#### What you have to do:
Each entry needs to be repeated exactly, with nothing added or removed.

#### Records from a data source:
------------

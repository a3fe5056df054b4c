/// API route handlers
///
/// - `health`: service health check
/// - `auth`: registration, login, token refresh
/// - `membership`: applicant-facing submission and status endpoints
/// - `admin`: review queue and decisions
/// - `members`: member-only surface behind the stage gate

pub mod admin;
pub mod auth;
pub mod health;
pub mod members;
pub mod membership;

------------

#### Finished exercise:
repository a3fe5056df054b4c
/// API route handlers
///
/// - `health`: service health check
/// - `auth`: registration, login, token refresh
/// - `membership`: applicant-facing submission and status endpoints
/// - `admin`: review queue and decisions
/// - `members`: member-only surface behind the stage gate

pub mod admin;
pub mod auth;
pub mod health;
pub mod members;
pub mod membership;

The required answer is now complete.